[[ MATERIAL SUPPLIED, beginning ]]

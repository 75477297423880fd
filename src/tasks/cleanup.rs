//! TTL Cleanup Task
//!
//! Background task that periodically removes expired cache entries.

use std::hash::Hash;
use std::sync::{PoisonError, Weak};
use std::time::Duration;

use tokio::task::JoinHandle;
use tracing::{debug, info};

use crate::cache::CacheInner;

/// Spawns a background task that periodically sweeps expired cache entries.
///
/// The task sleeps for the configured interval between sweeps and holds only
/// a `Weak` reference to the cache internals, so it can never keep a dropped
/// cache alive: once the last handle is gone the task exits on its next tick.
/// The returned `JoinHandle` is owned by the cache and aborted by
/// `destroy()`. Tokio tasks do not block runtime shutdown, so an attached
/// sweep never delays process exit.
pub(crate) fn spawn_cleanup_task<K, V>(
    inner: Weak<CacheInner<K, V>>,
    interval: Duration,
) -> JoinHandle<()>
where
    K: Eq + Hash + Clone + Send + Sync + 'static,
    V: Clone + Send + Sync + 'static,
{
    tokio::spawn(async move {
        debug!("Starting TTL cleanup task with interval of {:?}", interval);

        loop {
            tokio::time::sleep(interval).await;

            let Some(inner) = inner.upgrade() else {
                debug!("Cache dropped, TTL cleanup task exiting");
                break;
            };

            let removed = {
                let mut store = inner
                    .store
                    .write()
                    .unwrap_or_else(PoisonError::into_inner);
                store.cleanup()
            };

            if removed > 0 {
                info!("TTL cleanup: removed {} expired entries", removed);
            } else {
                debug!("TTL cleanup: no expired entries found");
            }
        }
    })
}

#[cfg(test)]
mod tests {
    use super::*;
    use crate::config::CacheConfig;
    use crate::TtlCache;

    #[tokio::test]
    async fn test_cleanup_task_removes_expired_entries() {
        let cache: TtlCache<String, String> = TtlCache::new(
            CacheConfig::new().cleanup_interval(Duration::from_millis(20)),
        )
        .unwrap();

        cache.set_with_ttl(
            "expire_soon".to_string(),
            "value".to_string(),
            Duration::from_millis(20),
        );

        tokio::time::sleep(Duration::from_millis(100)).await;

        // Physically removed, not just invisible
        assert_eq!(cache.len(), 0);
    }

    #[tokio::test]
    async fn test_cleanup_task_preserves_valid_entries() {
        let cache: TtlCache<String, String> = TtlCache::new(
            CacheConfig::new().cleanup_interval(Duration::from_millis(20)),
        )
        .unwrap();

        cache.set_with_ttl(
            "long_lived".to_string(),
            "value".to_string(),
            Duration::from_secs(3600),
        );

        tokio::time::sleep(Duration::from_millis(80)).await;

        assert_eq!(cache.get(&"long_lived".to_string()), Some("value".to_string()));
    }

    #[tokio::test]
    async fn test_no_sweep_after_destroy() {
        let cache: TtlCache<String, String> = TtlCache::new(
            CacheConfig::new().cleanup_interval(Duration::from_millis(20)),
        )
        .unwrap();

        cache.destroy();

        cache.set_with_ttl(
            "expire_soon".to_string(),
            "value".to_string(),
            Duration::from_millis(20),
        );

        tokio::time::sleep(Duration::from_millis(100)).await;

        // Expired and invisible to reads, but never physically swept
        assert_eq!(cache.len(), 1);
        assert_eq!(cache.get(&"expire_soon".to_string()), None);
    }
}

[[ MATERIAL SUPPLIED, end ]]

| WHAT IS BEING ASKED |
Beginning with the line that holds "async fn test_no_sweep_after_destroy()" and ending with the last line of the material, output each line exactly and nothing beyond them.

| EXPECTED ANSWER |
    async fn test_no_sweep_after_destroy() {
        let cache: TtlCache<String, String> = TtlCache::new(
            CacheConfig::new().cleanup_interval(Duration::from_millis(20)),
        )
        .unwrap();

        cache.destroy();

        cache.set_with_ttl(
            "expire_soon".to_string(),
            "value".to_string(),
            Duration::from_millis(20),
        );

        tokio::time::sleep(Duration::from_millis(100)).await;

        // Expired and invisible to reads, but never physically swept
        assert_eq!(cache.len(), 1);
        assert_eq!(cache.get(&"expire_soon".to_string()), None);
    }
}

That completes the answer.